Marine Corps Gen. Joe Dunford spoke with reporters after meetings here and in Seoul, South Korea. He will travel next to Tokyo to speak with Japanese officials following his meeting with Chinese President Xi Jinping.
There are many hurdles to overcome, but South Korea, Japan, the United States and China all seem to have the same concern about a nuclear-armed North Korea, the chairman said. “I do believe there is unanimity in seeking a diplomatic and an economic solution to the current crisis in North Korea,” Dunford told reporters.
The end state, of course, is a nuclear-free Korean Peninsula. North Korean leader Kim Jong Un has developed atomic bombs and may be close to placing them upon intercontinental ballistic missiles that could target U.S. treaty allies South Korea and Japan as well as American targets in the Pacific, and, possibly, the homeland.
Dunford said he believes the U.N. Security Council vote imposing sanctions on Chinese exports was a great first step. “We have a long way to go, but I am encouraged by the strong commitments of all to enforce those sanctions,” the chairman said. “The passage of the sanctions is step one, enforcement of those sanctions are what is most important.

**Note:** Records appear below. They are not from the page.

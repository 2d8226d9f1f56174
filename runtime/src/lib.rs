// Copyright 2026 Blobtap Contributors
// SPDX-License-Identifier: Apache-2.0

//! Blobtap runtime library: drives a Chromium page and saves every inline
//! resource and Web Audio buffer it produces, each exactly once.
//!
//! This library crate exposes the runtime modules for integration testing.

pub mod capture;
pub mod cli;
pub mod config;
pub mod events;
pub mod instrument;
pub mod renderer;
pub mod target;
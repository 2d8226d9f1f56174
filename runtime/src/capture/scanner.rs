//! Full-document re-scan: on demand, on page load, and on a fixed interval.

use std::sync::atomic::{AtomicBool, Ordering};
use std::sync::Arc;
use std::time::{Duration, Instant};

use anyhow::Result;
use blobtap::{Candidate, DetectionChannel};
use tokio::sync::mpsc;
use tokio::task::JoinHandle;
use tokio::time::MissedTickBehavior;
use tracing::{debug, warn};

use super::dom::parse_scan_result;
use super::funnel::FunnelHandle;
use crate::events::{CaptureEvent, EventBus};
use crate::instrument::scripts::DOCUMENT_SCAN;
use crate::renderer::RenderContext;

/// Why a scan ran.
#[derive(Debug, Clone, Copy, PartialEq, Eq)]
pub enum ScanTrigger {
    Periodic,
    Load,
    Manual,
}

impl std::fmt::Display for ScanTrigger {
    fn fmt(&self, f: &mut std::fmt::Formatter<'_>) -> std::fmt::Result {
        match self {
            Self::Periodic => write!(f, "periodic"),
            Self::Load => write!(f, "load"),
            Self::Manual => write!(f, "manual"),
        }
    }
}

enum ScannerCommand {
    RescanNow(ScanTrigger),
    SetEnabled(bool),
    Shutdown,
}

/// Controls a running scanner task.
#[derive(Clone)]
pub struct ScannerHandle {
    tx: mpsc::UnboundedSender<ScannerCommand>,
    enabled: Arc<AtomicBool>,
}

impl ScannerHandle {
    /// Run a scan as soon as the current one (if any) finishes.
    pub fn rescan_now(&self, trigger: ScanTrigger) {
        let _ = self.tx.send(ScannerCommand::RescanNow(trigger));
    }

    /// Switch periodic scanning. In-flight scans are unaffected.
    pub fn set_periodic(&self, enabled: bool) {
        if self.enabled.swap(enabled, Ordering::SeqCst) != enabled {
            let _ = self.tx.send(ScannerCommand::SetEnabled(enabled));
        }
    }

    pub fn is_periodic(&self) -> bool {
        self.enabled.load(Ordering::SeqCst)
    }

    pub fn shutdown(&self) {
        let _ = self.tx.send(ScannerCommand::Shutdown);
    }
}

/// Evaluate the document walk once and hand every token to the funnel.
///
/// Returns the number of tokens found, repeats included. The funnel decides
/// which of them are new.
pub async fn scan_document(context: &dyn RenderContext, funnel: &FunnelHandle) -> Result<usize> {
    let raw = context.execute_js(DOCUMENT_SCAN).await?;
    let report = parse_scan_result(&raw)?;
    debug!(
        elements = report.elements,
        tokens = report.tokens.len(),
        "document scanned"
    );
    let found = report.tokens.len();
    for token in report.tokens {
        funnel.submit(DetectionChannel::Rescan, Candidate::InlineToken(token));
    }
    Ok(found)
}

/// Start the scanner task.
pub fn spawn_scanner(
    context: Arc<dyn RenderContext>,
    funnel: FunnelHandle,
    events: Arc<EventBus>,
    interval: Duration,
    periodic: bool,
) -> (ScannerHandle, JoinHandle<()>) {
    let (tx, rx) = mpsc::unbounded_channel();
    let enabled = Arc::new(AtomicBool::new(periodic));
    let handle = ScannerHandle {
        tx,
        enabled: enabled.clone(),
    };
    let task = tokio::spawn(run(context, funnel, events, interval, enabled, rx));
    (handle, task)
}

async fn run(
    context: Arc<dyn RenderContext>,
    funnel: FunnelHandle,
    events: Arc<EventBus>,
    interval: Duration,
    enabled: Arc<AtomicBool>,
    mut rx: mpsc::UnboundedReceiver<ScannerCommand>,
) {
    let mut ticker = tokio::time::interval(interval);
    ticker.set_missed_tick_behavior(MissedTickBehavior::Skip);
    // The first tick completes immediately; periodic scans start one interval in.
    ticker.tick().await;

    loop {
        tokio::select! {
            command = rx.recv() => match command {
                None | Some(ScannerCommand::Shutdown) => break,
                Some(ScannerCommand::RescanNow(trigger)) => {
                    run_scan(context.as_ref(), &funnel, &events, trigger).await;
                }
                Some(ScannerCommand::SetEnabled(on)) => {
                    if on {
                        ticker.reset();
                    }
                    events.emit(CaptureEvent::PeriodicScanToggled { enabled: on });
                }
            },
            _ = ticker.tick(), if enabled.load(Ordering::SeqCst) => {
                run_scan(context.as_ref(), &funnel, &events, ScanTrigger::Periodic).await;
            }
        }
    }
    debug!("scanner stopped");
}

async fn run_scan(
    context: &dyn RenderContext,
    funnel: &FunnelHandle,
    events: &EventBus,
    trigger: ScanTrigger,
) {
    let started = Instant::now();
    match scan_document(context, funnel).await {
        Ok(found) => events.emit(CaptureEvent::ScanCompleted {
            trigger: trigger.to_string(),
            tokens_found: found,
            elapsed_ms: started.elapsed().as_millis() as u64,
        }),
        Err(e) => {
            // Expected while the page is navigating; the next scan retries.
            warn!(%trigger, "document scan failed: {e:#}");
            events.emit(CaptureEvent::ScanFailed {
                trigger: trigger.to_string(),
                error: format!("{e:#}"),
            });
        }
    }
}
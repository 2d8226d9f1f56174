//! Renderer abstraction for the hosted page.
//!
//! Defines the `Renderer` and `RenderContext` traits that abstract over
//! the browser engine (currently Chromium via chromiumoxide). A context
//! offers exactly what the capture engine needs from its host: navigation,
//! pre-page script injection, a page-to-engine callback, script evaluation
//! against the live DOM, and a stream of network and lifecycle events.

pub mod chromium;

use std::sync::Arc;

use anyhow::Result;
use async_trait::async_trait;
use futures::stream::BoxStream;
use serde::{Deserialize, Serialize};
use tokio::sync::Notify;

/// Result of navigating to a URL.
#[derive(Debug, Clone, Serialize, Deserialize)]
pub struct NavigationResult {
    /// The final URL after any redirects.
    pub final_url: String,
    /// Time taken to load the page in milliseconds.
    pub load_time_ms: u64,
}

/// Something the host reported about the page.
#[derive(Debug, Clone, PartialEq, Eq)]
pub enum HostEvent {
    /// The network layer is about to issue a request for this URL.
    Request(String),
    /// The network layer received a response for this URL.
    Response(String),
    /// Page-side code invoked an exposed binding.
    Binding { name: String, payload: String },
    /// The page's load event fired.
    LoadCompleted,
}

/// A browser engine that can create rendering contexts.
#[async_trait]
pub trait Renderer: Send + Sync {
    /// Create a new browser context (tab).
    async fn new_context(&self) -> Result<Arc<dyn RenderContext>>;
    /// Shut down the browser engine.
    async fn shutdown(&self) -> Result<()>;
    /// Number of currently active contexts.
    fn active_contexts(&self) -> usize;
    /// Notified once when the connection to the browser is lost.
    fn disconnected(&self) -> Arc<Notify>;
}

/// A single browser context (tab).
#[async_trait]
pub trait RenderContext: Send + Sync {
    /// Navigate to a URL with a timeout.
    async fn navigate(&self, url: &str, timeout_ms: u64) -> Result<NavigationResult>;
    /// Register a script that runs in every new document before page scripts.
    async fn add_init_script(&self, script: &str) -> Result<()>;
    /// Expose a global function `name(payload: string)` to page scripts.
    async fn expose_binding(&self, name: &str) -> Result<()>;
    /// Execute JavaScript in the page context and return the result.
    async fn execute_js(&self, script: &str) -> Result<serde_json::Value>;
    /// Subscribe to network, binding, and load events.
    async fn events(&self) -> Result<BoxStream<'static, HostEvent>>;
    /// Close this context.
    async fn close(&self) -> Result<()>;
}
//! Instrumentation installer.
//!
//! Every interception point is an independent install snippet. The composer
//! wraps each one in its own `try/catch`, so a hook that cannot be installed
//! reports a `hook-error` and leaves the others untouched, and skips the ones
//! switched off in [`HookConfig`]. The result is a single bootstrap script
//! registered once per page context, before any page script runs.

pub mod scripts;

use crate::config::HookConfig;

/// Global function page-side code calls to hand a candidate to the engine.
pub const BINDING_NAME: &str = "__blobtapDeliver";

/// One interception point.
#[derive(Debug, Clone, Copy, PartialEq, Eq)]
pub enum Hook {
    Fetch,
    Xhr,
    CreateBuffer,
    DecodeAudioData,
    BufferSourceStart,
    ScriptProcessor,
    OfflineRender,
    MutationObserver,
}

impl Hook {
    pub const ALL: [Hook; 8] = [
        Hook::Fetch,
        Hook::Xhr,
        Hook::CreateBuffer,
        Hook::DecodeAudioData,
        Hook::BufferSourceStart,
        Hook::ScriptProcessor,
        Hook::OfflineRender,
        Hook::MutationObserver,
    ];

    /// Name used in config, on the command line, and in `hook-error` reports.
    pub fn name(self) -> &'static str {
        match self {
            Hook::Fetch => "fetch",
            Hook::Xhr => "xhr",
            Hook::CreateBuffer => "create-buffer",
            Hook::DecodeAudioData => "decode-audio-data",
            Hook::BufferSourceStart => "buffer-source-start",
            Hook::ScriptProcessor => "script-processor",
            Hook::OfflineRender => "offline-render",
            Hook::MutationObserver => "mutation-observer",
        }
    }

    fn source(self) -> &'static str {
        match self {
            Hook::Fetch => scripts::FETCH,
            Hook::Xhr => scripts::XHR,
            Hook::CreateBuffer => scripts::CREATE_BUFFER,
            Hook::DecodeAudioData => scripts::DECODE_AUDIO_DATA,
            Hook::BufferSourceStart => scripts::BUFFER_SOURCE_START,
            Hook::ScriptProcessor => scripts::SCRIPT_PROCESSOR,
            Hook::OfflineRender => scripts::OFFLINE_RENDER,
            Hook::MutationObserver => scripts::MUTATION_OBSERVER,
        }
    }

    fn enabled(self, config: &HookConfig) -> bool {
        match self {
            Hook::Fetch => config.fetch,
            Hook::Xhr => config.xhr,
            Hook::CreateBuffer => config.create_buffer,
            Hook::DecodeAudioData => config.decode_audio_data,
            Hook::BufferSourceStart => config.buffer_source_start,
            Hook::ScriptProcessor => config.script_processor,
            Hook::OfflineRender => config.offline_render,
            Hook::MutationObserver => config.mutation_observer,
        }
    }

    /// The install snippet wrapped in its own guard.
    pub fn install_snippet(self) -> String {
        format!(
            "  try {{\n    (function (bt) {{{body}}})(bt);\n  }} catch (e) {{\n    bt.hookError({name:?}, e);\n  }}\n",
            body = self.source(),
            name = self.name(),
        )
    }
}

/// Hooks that `config` switches on, in install order.
pub fn enabled_hooks(config: &HookConfig) -> Vec<Hook> {
    Hook::ALL
        .into_iter()
        .filter(|hook| hook.enabled(config))
        .collect()
}

/// Compose the bootstrap script for one page context.
pub fn compose_bootstrap(config: &HookConfig) -> String {
    let mut script = String::from(
        "(function () {\n  if (window.__blobtapInstalled) { return; }\n  \
         Object.defineProperty(window, '__blobtapInstalled', { value: true });\n",
    );
    script.push_str(&scripts::PRELUDE.replace(scripts::BINDING_PLACEHOLDER, BINDING_NAME));
    for hook in enabled_hooks(config) {
        script.push_str(&hook.install_snippet());
    }
    script.push_str("})();\n");
    script
}
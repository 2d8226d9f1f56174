// Copyright 2026 Blobtap Contributors
// SPDX-License-Identifier: Apache-2.0

//! Capture session: attaches every detection channel to one page context.
//!
//! ```text
//!   network events ──(transport)──┐
//!   page hooks ─────(binding)─────┼──▶ funnel ──▶ Dispatcher ──▶ output dir
//!   mutation observer ─(binding)──┤
//!   scanner ─────────(rescan)─────┘
//! ```
//!
//! The session owns the tasks; dropping it without [`CaptureSession::shutdown`]
//! leaves them running until the runtime stops.

pub mod binding;
pub mod dom;
pub mod funnel;
pub mod scanner;
pub mod transport;

use std::path::PathBuf;
use std::sync::Arc;
use std::time::Duration;

use anyhow::{Context, Result};
use blobtap::{DetectionChannel, DirectoryStore, DispatchStats, Dispatcher};
use futures::stream::BoxStream;
use futures::StreamExt;
use serde::Serialize;
use tokio::task::JoinHandle;
use tracing::{debug, info, warn};

use crate::config::EngineConfig;
use crate::events::{now_timestamp, CaptureEvent, EventBus};
use crate::instrument::{compose_bootstrap, enabled_hooks, BINDING_NAME};
use crate::renderer::{HostEvent, RenderContext, Renderer};
use crate::target::NormalizedTarget;

use binding::{parse_binding_payload, BindingMessage};
use funnel::{spawn_funnel, FunnelHandle};
use scanner::{spawn_scanner, ScanTrigger, ScannerHandle};
use transport::transport_candidate;

/// Snapshot answered by `/status`.
#[derive(Debug, Clone, Serialize)]
pub struct SessionStatus {
    pub target: String,
    pub output_dir: PathBuf,
    pub periodic_scan: bool,
    pub scan_interval_ms: u64,
    pub stats: DispatchStats,
}

/// A live capture against one page context.
pub struct CaptureSession {
    target: NormalizedTarget,
    config: EngineConfig,
    context: Arc<dyn RenderContext>,
    events: Arc<EventBus>,
    funnel: FunnelHandle,
    funnel_task: JoinHandle<DispatchStats>,
    scanner: ScannerHandle,
    scanner_task: JoinHandle<()>,
    pump_task: JoinHandle<()>,
}

impl CaptureSession {
    /// Open a context on `renderer` and attach to it.
    pub async fn start(
        renderer: &dyn Renderer,
        config: EngineConfig,
        target: NormalizedTarget,
        events: Arc<EventBus>,
    ) -> Result<Self> {
        let context = renderer
            .new_context()
            .await
            .context("failed to open a browser context")?;
        Self::attach(context, config, target, events).await
    }

    /// Wire every channel into `context`, then navigate to the target.
    ///
    /// Instrumentation is registered before navigation so it precedes every
    /// page script.
    pub async fn attach(
        context: Arc<dyn RenderContext>,
        config: EngineConfig,
        target: NormalizedTarget,
        events: Arc<EventBus>,
    ) -> Result<Self> {
        let store = DirectoryStore::new(&config.output_dir);
        let (funnel, funnel_task) = spawn_funnel(Dispatcher::new(store), events.clone());

        if let Err(e) = context.expose_binding(BINDING_NAME).await {
            warn!("page binding unavailable, interception and mutation channels inactive: {e:#}");
        }
        let hooks = enabled_hooks(&config.hooks);
        match context.add_init_script(&compose_bootstrap(&config.hooks)).await {
            Ok(()) => debug!(hooks = hooks.len(), "instrumentation registered"),
            Err(e) => warn!("failed to register instrumentation: {e:#}"),
        }

        let host_events = context
            .events()
            .await
            .context("failed to subscribe to host events")?;

        let (scanner, scanner_task) = spawn_scanner(
            context.clone(),
            funnel.clone(),
            events.clone(),
            Duration::from_millis(config.scan_interval_ms),
            config.periodic_scan,
        );
        let pump_task = tokio::spawn(pump(
            host_events,
            funnel.clone(),
            scanner.clone(),
            events.clone(),
        ));

        events.emit(CaptureEvent::SessionStarted {
            target: target.url.clone(),
            output_dir: config.output_dir.display().to_string(),
            timestamp: now_timestamp(),
        });

        if !target.exists {
            warn!(target = %target.url, "local target does not exist");
        }
        match context
            .navigate(&target.url, config.navigation_timeout_ms)
            .await
        {
            Ok(nav) => info!(
                url = %nav.final_url,
                load_time_ms = nav.load_time_ms,
                "navigation complete"
            ),
            // Capture continues on whatever the page managed to load.
            Err(e) => warn!(target = %target.url, "navigation failed: {e:#}"),
        }

        Ok(Self {
            target,
            config,
            context,
            events,
            funnel,
            funnel_task,
            scanner,
            scanner_task,
            pump_task,
        })
    }

    /// Queue an immediate full-document scan.
    pub fn rescan_now(&self) {
        self.scanner.rescan_now(ScanTrigger::Manual);
    }

    /// Switch periodic scanning on or off.
    pub fn set_periodic(&self, enabled: bool) {
        self.scanner.set_periodic(enabled);
    }

    pub async fn status(&self) -> SessionStatus {
        SessionStatus {
            target: self.target.url.clone(),
            output_dir: self.config.output_dir.clone(),
            periodic_scan: self.scanner.is_periodic(),
            scan_interval_ms: self.config.scan_interval_ms,
            stats: self.funnel.stats().await.unwrap_or_default(),
        }
    }

    /// Stop the channels, drain the funnel, and close the page context.
    pub async fn shutdown(self) -> Result<DispatchStats> {
        self.scanner.shutdown();
        if let Err(e) = self.scanner_task.await {
            warn!("scanner task ended abnormally: {e}");
        }

        self.pump_task.abort();
        let _ = self.pump_task.await;

        // Last handle: the funnel finishes queued work and returns.
        drop(self.funnel);
        let stats = self
            .funnel_task
            .await
            .context("funnel task ended abnormally")?;

        if let Err(e) = self.context.close().await {
            debug!("context close failed: {e:#}");
        }

        self.events.emit(CaptureEvent::SessionStopped {
            saved: stats.persisted,
            duplicates: stats.duplicates,
        });
        info!(
            saved = stats.persisted,
            duplicates = stats.duplicates,
            dropped = stats.dropped,
            "capture session stopped"
        );
        Ok(stats)
    }
}

/// Route host events to their channels until the host stream ends.
async fn pump(
    mut host_events: BoxStream<'static, HostEvent>,
    funnel: FunnelHandle,
    scanner: ScannerHandle,
    events: Arc<EventBus>,
) {
    while let Some(event) = host_events.next().await {
        match event {
            HostEvent::Request(_) | HostEvent::Response(_) => {
                if let Some(candidate) = transport_candidate(&event) {
                    funnel.submit(DetectionChannel::Transport, candidate);
                }
            }
            HostEvent::Binding { name, payload } if name == BINDING_NAME => {
                match parse_binding_payload(&payload) {
                    BindingMessage::Candidate {
                        channel,
                        candidate,
                        source,
                    } => {
                        funnel.submit_from(channel, candidate, source);
                    }
                    BindingMessage::HookFailed { hook, message } => {
                        warn!(%hook, "instrumentation hook not installed: {message}");
                        events.emit(CaptureEvent::HookFailed { hook, message });
                    }
                }
            }
            HostEvent::Binding { name, .. } => debug!(%name, "ignoring foreign binding call"),
            HostEvent::LoadCompleted => scanner.rescan_now(ScanTrigger::Load),
        }
    }
    debug!("host event stream ended");
}
//! Chromium-based renderer using chromiumoxide.

use super::{HostEvent, NavigationResult, RenderContext, Renderer};
use anyhow::{bail, Context, Result};
use async_trait::async_trait;
use chromiumoxide::browser::{Browser, BrowserConfig};
use chromiumoxide::cdp::browser_protocol::network::{
    EnableParams as NetworkEnableParams, EventRequestWillBeSent, EventResponseReceived,
};
use chromiumoxide::cdp::browser_protocol::page::{
    AddScriptToEvaluateOnNewDocumentParams, EventLoadEventFired,
};
use chromiumoxide::cdp::js_protocol::runtime::{AddBindingParams, EventBindingCalled};
use chromiumoxide::page::Page;
use futures::stream::BoxStream;
use futures::StreamExt;
use std::path::{Path, PathBuf};
use std::sync::atomic::{AtomicUsize, Ordering};
use std::sync::Arc;
use std::time::Instant;
use tokio::sync::{Mutex, Notify};
use tracing::{debug, warn};

/// Find the Chromium binary path.
pub fn find_chromium(explicit: Option<&Path>) -> Option<PathBuf> {
    // 1. Explicit path from config / CLI
    if let Some(path) = explicit {
        if path.exists() {
            return Some(path.to_path_buf());
        }
        warn!("configured Chromium path {} does not exist", path.display());
    }

    // 2. BLOBTAP_CHROMIUM_PATH env
    if let Ok(p) = std::env::var("BLOBTAP_CHROMIUM_PATH") {
        let path = PathBuf::from(&p);
        if path.exists() {
            return Some(path);
        }
    }

    // 3. ~/.blobtap/chromium/
    if let Some(home) = dirs::home_dir() {
        let candidates = if cfg!(target_os = "macos") {
            vec![
                home.join(".blobtap/chromium/chrome-mac-arm64/Google Chrome for Testing.app/Contents/MacOS/Google Chrome for Testing"),
                home.join(".blobtap/chromium/chrome-mac-x64/Google Chrome for Testing.app/Contents/MacOS/Google Chrome for Testing"),
            ]
        } else {
            vec![
                home.join(".blobtap/chromium/chrome-linux64/chrome"),
                home.join(".blobtap/chromium/chrome"),
            ]
        };
        for c in candidates {
            if c.exists() {
                return Some(c);
            }
        }
    }

    // 4. System PATH
    for name in ["google-chrome", "chromium", "chromium-browser"] {
        if let Ok(path) = which::which(name) {
            return Some(path);
        }
    }

    // 5. Common macOS location
    if cfg!(target_os = "macos") {
        let common =
            PathBuf::from("/Applications/Google Chrome.app/Contents/MacOS/Google Chrome");
        if common.exists() {
            return Some(common);
        }
    }

    None
}

/// How to launch the browser.
#[derive(Debug, Clone, Default)]
pub struct LaunchOptions {
    pub chromium_path: Option<PathBuf>,
    pub headless: bool,
}

/// Chromium-based renderer.
pub struct ChromiumRenderer {
    browser: Mutex<Browser>,
    active_count: Arc<AtomicUsize>,
    disconnected: Arc<Notify>,
}

impl ChromiumRenderer {
    /// Launch a Chromium instance.
    pub async fn launch(options: &LaunchOptions) -> Result<Self> {
        let chrome_path = find_chromium(options.chromium_path.as_deref()).context(
            "Chromium not found. Install Chrome/Chromium or set BLOBTAP_CHROMIUM_PATH.",
        )?;
        debug!("using Chromium at {}", chrome_path.display());

        let mut builder = BrowserConfig::builder()
            .chrome_executable(chrome_path)
            .arg("--disable-gpu")
            .arg("--no-sandbox")
            .arg("--disable-dev-shm-usage")
            .arg("--disable-extensions")
            // Audio graphs must run without a user gesture.
            .arg("--autoplay-policy=no-user-gesture-required");
        builder = if options.headless {
            builder.arg("--headless=new")
        } else {
            builder.with_head()
        };
        let config = builder
            .build()
            .map_err(|e| anyhow::anyhow!("failed to build browser config: {e}"))?;

        let (browser, mut handler) = Browser::launch(config)
            .await
            .context("failed to launch Chromium")?;

        let disconnected = Arc::new(Notify::new());
        let notify = Arc::clone(&disconnected);
        tokio::spawn(async move {
            while let Some(event) = handler.next().await {
                if let Err(e) = event {
                    debug!("browser handler: {e}");
                }
            }
            warn!("browser connection closed");
            notify.notify_one();
        });

        Ok(Self {
            browser: Mutex::new(browser),
            active_count: Arc::new(AtomicUsize::new(0)),
            disconnected,
        })
    }
}

#[async_trait]
impl Renderer for ChromiumRenderer {
    async fn new_context(&self) -> Result<Arc<dyn RenderContext>> {
        let page = self
            .browser
            .lock()
            .await
            .new_page("about:blank")
            .await
            .context("failed to create new page")?;

        self.active_count.fetch_add(1, Ordering::Relaxed);

        Ok(Arc::new(ChromiumContext {
            page,
            active_count: Arc::clone(&self.active_count),
        }))
    }

    async fn shutdown(&self) -> Result<()> {
        let mut browser = self.browser.lock().await;
        browser.close().await.context("failed to close browser")?;
        let _ = browser.wait().await;
        Ok(())
    }

    fn active_contexts(&self) -> usize {
        self.active_count.load(Ordering::Relaxed)
    }

    fn disconnected(&self) -> Arc<Notify> {
        Arc::clone(&self.disconnected)
    }
}

/// A single Chromium page context.
pub struct ChromiumContext {
    page: Page,
    active_count: Arc<AtomicUsize>,
}

#[async_trait]
impl RenderContext for ChromiumContext {
    async fn navigate(&self, url: &str, timeout_ms: u64) -> Result<NavigationResult> {
        let start = Instant::now();

        let result = tokio::time::timeout(
            std::time::Duration::from_millis(timeout_ms),
            self.page.goto(url),
        )
        .await;

        let load_time_ms = start.elapsed().as_millis() as u64;

        match result {
            Ok(Ok(_)) => {
                let final_url = self
                    .page
                    .url()
                    .await
                    .unwrap_or_default()
                    .unwrap_or_else(|| url.to_string());

                Ok(NavigationResult {
                    final_url,
                    load_time_ms,
                })
            }
            Ok(Err(e)) => bail!("navigation failed: {e}"),
            Err(_) => bail!("navigation timed out after {timeout_ms}ms"),
        }
    }

    async fn add_init_script(&self, script: &str) -> Result<()> {
        self.page
            .execute(AddScriptToEvaluateOnNewDocumentParams::new(script))
            .await
            .context("failed to register init script")?;
        Ok(())
    }

    async fn expose_binding(&self, name: &str) -> Result<()> {
        self.page
            .execute(AddBindingParams::new(name))
            .await
            .with_context(|| format!("failed to expose binding {name}"))?;
        Ok(())
    }

    async fn execute_js(&self, script: &str) -> Result<serde_json::Value> {
        let result = self
            .page
            .evaluate(script)
            .await
            .context("JS execution failed")?;

        result
            .into_value()
            .map_err(|e| anyhow::anyhow!("failed to convert JS result: {e:?}"))
    }

    async fn events(&self) -> Result<BoxStream<'static, HostEvent>> {
        self.page
            .execute(NetworkEnableParams::default())
            .await
            .context("failed to enable network events")?;

        let requests = self
            .page
            .event_listener::<EventRequestWillBeSent>()
            .await
            .context("failed to listen for requests")?
            .map(|e| HostEvent::Request(e.request.url.clone()));
        let responses = self
            .page
            .event_listener::<EventResponseReceived>()
            .await
            .context("failed to listen for responses")?
            .map(|e| HostEvent::Response(e.response.url.clone()));
        let bindings = self
            .page
            .event_listener::<EventBindingCalled>()
            .await
            .context("failed to listen for binding calls")?
            .map(|e| HostEvent::Binding {
                name: e.name.clone(),
                payload: e.payload.clone(),
            });
        let loads = self
            .page
            .event_listener::<EventLoadEventFired>()
            .await
            .context("failed to listen for load events")?
            .map(|_| HostEvent::LoadCompleted);

        Ok(futures::stream::select_all(vec![
            requests.boxed(),
            responses.boxed(),
            bindings.boxed(),
            loads.boxed(),
        ])
        .boxed())
    }

    async fn close(&self) -> Result<()> {
        self.active_count.fetch_sub(1, Ordering::Relaxed);
        let _ = self.page.clone().close().await;
        Ok(())
    }
}

#[cfg(test)]
mod tests {
    use super::*;

    #[tokio::test]
    #[ignore] // Requires Chromium to be installed
    async fn test_binding_round_trip() {
        let renderer = ChromiumRenderer::launch(&LaunchOptions {
            chromium_path: None,
            headless: true,
        })
        .await
        .expect("failed to launch renderer");
        let ctx = renderer.new_context().await.expect("failed to create context");

        ctx.expose_binding("__ping").await.expect("binding failed");
        let mut events = ctx.events().await.expect("events failed");
        ctx.navigate("data:text/html,<h1>Hello</h1>", 10000)
            .await
            .expect("navigation failed");
        ctx.execute_js("window.__ping('ping'); 1")
            .await
            .expect("JS execution failed");

        let mut saw_binding = false;
        while let Ok(Some(event)) =
            tokio::time::timeout(std::time::Duration::from_secs(5), events.next()).await
        {
            if let HostEvent::Binding { name, payload } = event {
                assert_eq!(name, "__ping");
                assert_eq!(payload, "ping");
                saw_binding = true;
                break;
            }
        }
        assert!(saw_binding);

        ctx.close().await.expect("close failed");
        assert_eq!(renderer.active_contexts(), 0);
        renderer.shutdown().await.expect("shutdown failed");
    }
}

The unanimous vote is aimed at stopping North Korean missile tests and included sanctions banning $1 billion in North Korean exports and capping the number of North Korean migrant workers. China, North Korea's only ally and biggest export market, announced it would begin implementing the ban almost immediately.
Around 90 percent of North Korea’s trade is with China, and Chinese officials appear serious about enforcing the U.N. action, U.S. officials said. “And the reports I’ve heard since I’ve been in Beijing have been positive in terms of the Chinese commitment to enforce those sanctions,” Dunford noted.
“I don’t think any of us believe that economic and diplomatic pressure alone … or this campaign will result in denuclearization,” the chairman said. “But what Secretary [of State Rex] Tillerson has articulated is that the diplomatic and economic pressure will cease the testing, cease the development of nuclear programs and set, perhaps, the political conditions for moving forward in the broader issues that effect North and South Korea.”
A United Front
The United States, South Korea and Japan are approaching the issue as an alliance. The chairman’s first stop before Beijing was in Seoul and his last stop will be in Tokyo. He said he wants to ensure transparency with allies and friends in the region. “I think we’ve had a very transparent exchange with our Chinese interlocutors about North Korea as well,” Dunford said.
The chairman said he is leaving Beijing feeling encouraged. “I began to be encouraged when the United Nations Security Council passed the sanctions resolution,” he said. “That is as forceful a declaration of the international community’s perspective on this issue as we’ve seen.”
Dunford said the response from world capitals has also given him encouragement that there is the will to enforce sanctions.
“I do believe right now -- there’s a long way to go -- but we are on a path that there is a possibility, and I hope a probability, that we can resolve this peacefully,” he said. “I certainly believe there is a chance.”
The diplomatic and economic pressure is designed to set the political conditions for very difficult complicated long-term issues to be addressed, the chairman said.
There is still a threat from North Korea, Dunford said. Kim Jong Un having ballistic missiles melded with nuclear warheads would be a significant threat to the region and the United States. “That is unacceptable, and that is what President [Donald J.] Trump has said,” the chairman said. “We’re all working toward a peaceful solution. On all counts, that is the best way to approach this. But we [in DoD] get paid to develop military options, and we’ve been in discussion with our president about military options. If the president comes to us with a decision to use military force, we will provide him options.”